=== Section Start ===
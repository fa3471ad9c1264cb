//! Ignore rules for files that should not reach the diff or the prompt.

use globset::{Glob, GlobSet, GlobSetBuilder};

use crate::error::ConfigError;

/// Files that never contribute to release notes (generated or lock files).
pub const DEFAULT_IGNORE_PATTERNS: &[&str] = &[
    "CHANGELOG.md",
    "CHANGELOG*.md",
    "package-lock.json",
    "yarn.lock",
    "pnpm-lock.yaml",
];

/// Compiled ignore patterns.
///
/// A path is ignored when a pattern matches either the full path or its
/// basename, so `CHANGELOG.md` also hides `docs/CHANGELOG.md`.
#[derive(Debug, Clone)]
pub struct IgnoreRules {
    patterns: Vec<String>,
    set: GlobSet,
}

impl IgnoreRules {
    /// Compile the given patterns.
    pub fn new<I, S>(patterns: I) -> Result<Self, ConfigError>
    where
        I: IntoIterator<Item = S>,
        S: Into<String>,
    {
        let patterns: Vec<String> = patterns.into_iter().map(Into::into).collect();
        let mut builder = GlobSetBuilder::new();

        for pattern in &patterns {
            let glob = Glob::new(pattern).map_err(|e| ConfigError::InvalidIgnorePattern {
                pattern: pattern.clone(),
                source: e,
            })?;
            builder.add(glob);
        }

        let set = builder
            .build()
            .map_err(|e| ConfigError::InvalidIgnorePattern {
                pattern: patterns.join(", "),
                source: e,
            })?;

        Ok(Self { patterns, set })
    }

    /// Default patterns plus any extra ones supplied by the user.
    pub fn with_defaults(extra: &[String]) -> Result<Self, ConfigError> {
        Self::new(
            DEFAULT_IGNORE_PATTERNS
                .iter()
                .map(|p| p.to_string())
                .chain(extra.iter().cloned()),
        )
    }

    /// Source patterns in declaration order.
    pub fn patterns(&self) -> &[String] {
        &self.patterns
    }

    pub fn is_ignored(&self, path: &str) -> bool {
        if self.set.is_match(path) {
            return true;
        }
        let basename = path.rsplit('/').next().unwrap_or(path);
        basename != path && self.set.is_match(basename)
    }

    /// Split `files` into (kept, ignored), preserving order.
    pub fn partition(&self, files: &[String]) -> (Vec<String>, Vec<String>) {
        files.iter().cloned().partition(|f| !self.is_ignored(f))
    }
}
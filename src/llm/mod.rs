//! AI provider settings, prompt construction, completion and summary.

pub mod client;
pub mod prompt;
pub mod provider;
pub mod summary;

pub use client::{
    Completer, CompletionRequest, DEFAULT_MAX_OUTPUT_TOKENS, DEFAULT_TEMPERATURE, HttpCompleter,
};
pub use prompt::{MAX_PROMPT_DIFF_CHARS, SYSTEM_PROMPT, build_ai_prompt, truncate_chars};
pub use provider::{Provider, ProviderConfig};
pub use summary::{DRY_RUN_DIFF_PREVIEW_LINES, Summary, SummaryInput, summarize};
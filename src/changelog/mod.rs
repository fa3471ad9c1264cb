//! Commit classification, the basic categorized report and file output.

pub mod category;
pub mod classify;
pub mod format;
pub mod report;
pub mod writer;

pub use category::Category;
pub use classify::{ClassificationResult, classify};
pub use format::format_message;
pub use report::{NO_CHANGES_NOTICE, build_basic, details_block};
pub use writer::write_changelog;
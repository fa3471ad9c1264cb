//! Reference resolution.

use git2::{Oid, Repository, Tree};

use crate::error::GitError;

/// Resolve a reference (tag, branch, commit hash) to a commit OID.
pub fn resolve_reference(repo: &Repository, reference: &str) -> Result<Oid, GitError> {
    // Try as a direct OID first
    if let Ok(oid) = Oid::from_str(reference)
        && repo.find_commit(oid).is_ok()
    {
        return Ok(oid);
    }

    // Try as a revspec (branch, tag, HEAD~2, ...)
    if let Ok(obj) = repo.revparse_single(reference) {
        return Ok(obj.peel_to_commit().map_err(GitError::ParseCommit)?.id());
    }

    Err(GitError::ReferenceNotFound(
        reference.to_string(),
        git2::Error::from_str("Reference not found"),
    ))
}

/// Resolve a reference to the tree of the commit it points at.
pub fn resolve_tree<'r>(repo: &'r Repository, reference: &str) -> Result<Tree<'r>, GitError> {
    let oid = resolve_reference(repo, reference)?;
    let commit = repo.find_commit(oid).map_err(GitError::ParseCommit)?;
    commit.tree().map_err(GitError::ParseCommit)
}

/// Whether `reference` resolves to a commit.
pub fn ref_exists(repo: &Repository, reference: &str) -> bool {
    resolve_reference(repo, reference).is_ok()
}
=== Section End ===
## [WHAT IS EXPECTED]
Return a faithful copy of all the records above.

## [ANSWER SECTION]
repository fa3471ad9c1264cb
//! Ignore rules for files that should not reach the diff or the prompt.

use globset::{Glob, GlobSet, GlobSetBuilder};

use crate::error::ConfigError;

/// Files that never contribute to release notes (generated or lock files).
pub const DEFAULT_IGNORE_PATTERNS: &[&str] = &[
    "CHANGELOG.md",
    "CHANGELOG*.md",
    "package-lock.json",
    "yarn.lock",
    "pnpm-lock.yaml",
];

/// Compiled ignore patterns.
///
/// A path is ignored when a pattern matches either the full path or its
/// basename, so `CHANGELOG.md` also hides `docs/CHANGELOG.md`.
#[derive(Debug, Clone)]
pub struct IgnoreRules {
    patterns: Vec<String>,
    set: GlobSet,
}

impl IgnoreRules {
    /// Compile the given patterns.
    pub fn new<I, S>(patterns: I) -> Result<Self, ConfigError>
    where
        I: IntoIterator<Item = S>,
        S: Into<String>,
    {
        let patterns: Vec<String> = patterns.into_iter().map(Into::into).collect();
        let mut builder = GlobSetBuilder::new();

        for pattern in &patterns {
            let glob = Glob::new(pattern).map_err(|e| ConfigError::InvalidIgnorePattern {
                pattern: pattern.clone(),
                source: e,
            })?;
            builder.add(glob);
        }

        let set = builder
            .build()
            .map_err(|e| ConfigError::InvalidIgnorePattern {
                pattern: patterns.join(", "),
                source: e,
            })?;

        Ok(Self { patterns, set })
    }

    /// Default patterns plus any extra ones supplied by the user.
    pub fn with_defaults(extra: &[String]) -> Result<Self, ConfigError> {
        Self::new(
            DEFAULT_IGNORE_PATTERNS
                .iter()
                .map(|p| p.to_string())
                .chain(extra.iter().cloned()),
        )
    }

    /// Source patterns in declaration order.
    pub fn patterns(&self) -> &[String] {
        &self.patterns
    }

    pub fn is_ignored(&self, path: &str) -> bool {
        if self.set.is_match(path) {
            return true;
        }
        let basename = path.rsplit('/').next().unwrap_or(path);
        basename != path && self.set.is_match(basename)
    }

    /// Split `files` into (kept, ignored), preserving order.
    pub fn partition(&self, files: &[String]) -> (Vec<String>, Vec<String>) {
        files.iter().cloned().partition(|f| !self.is_ignored(f))
    }
}
filename src/llm/mod.rs
//! AI provider settings, prompt construction, completion and summary.

pub mod client;
pub mod prompt;
pub mod provider;
pub mod summary;

pub use client::{
    Completer, CompletionRequest, DEFAULT_MAX_OUTPUT_TOKENS, DEFAULT_TEMPERATURE, HttpCompleter,
};
pub use prompt::{MAX_PROMPT_DIFF_CHARS, SYSTEM_PROMPT, build_ai_prompt, truncate_chars};
pub use provider::{Provider, ProviderConfig};
pub use summary::{DRY_RUN_DIFF_PREVIEW_LINES, Summary, SummaryInput, summarize};
filename src/changelog/mod.rs
repository fa3471ad9c1264cb
//! Commit classification, the basic categorized report and file output.

pub mod category;
pub mod classify;
pub mod format;
pub mod report;
pub mod writer;

pub use category::Category;
pub use classify::{ClassificationResult, classify};
pub use format::format_message;
pub use report::{NO_CHANGES_NOTICE, build_basic, details_block};
pub use writer::write_changelog;
repository fa3471ad9c1264cb
//! Reference resolution.

use git2::{Oid, Repository, Tree};

use crate::error::GitError;

/// Resolve a reference (tag, branch, commit hash) to a commit OID.
pub fn resolve_reference(repo: &Repository, reference: &str) -> Result<Oid, GitError> {
    // Try as a direct OID first
    if let Ok(oid) = Oid::from_str(reference)
        && repo.find_commit(oid).is_ok()
    {
        return Ok(oid);
    }

    // Try as a revspec (branch, tag, HEAD~2, ...)
    if let Ok(obj) = repo.revparse_single(reference) {
        return Ok(obj.peel_to_commit().map_err(GitError::ParseCommit)?.id());
    }

    Err(GitError::ReferenceNotFound(
        reference.to_string(),
        git2::Error::from_str("Reference not found"),
    ))
}

/// Resolve a reference to the tree of the commit it points at.
pub fn resolve_tree<'r>(repo: &'r Repository, reference: &str) -> Result<Tree<'r>, GitError> {
    let oid = resolve_reference(repo, reference)?;
    let commit = repo.find_commit(oid).map_err(GitError::ParseCommit)?;
    commit.tree().map_err(GitError::ParseCommit)
}

/// Whether `reference` resolves to a commit.
pub fn ref_exists(repo: &Repository, reference: &str) -> bool {
    resolve_reference(repo, reference).is_ok()
}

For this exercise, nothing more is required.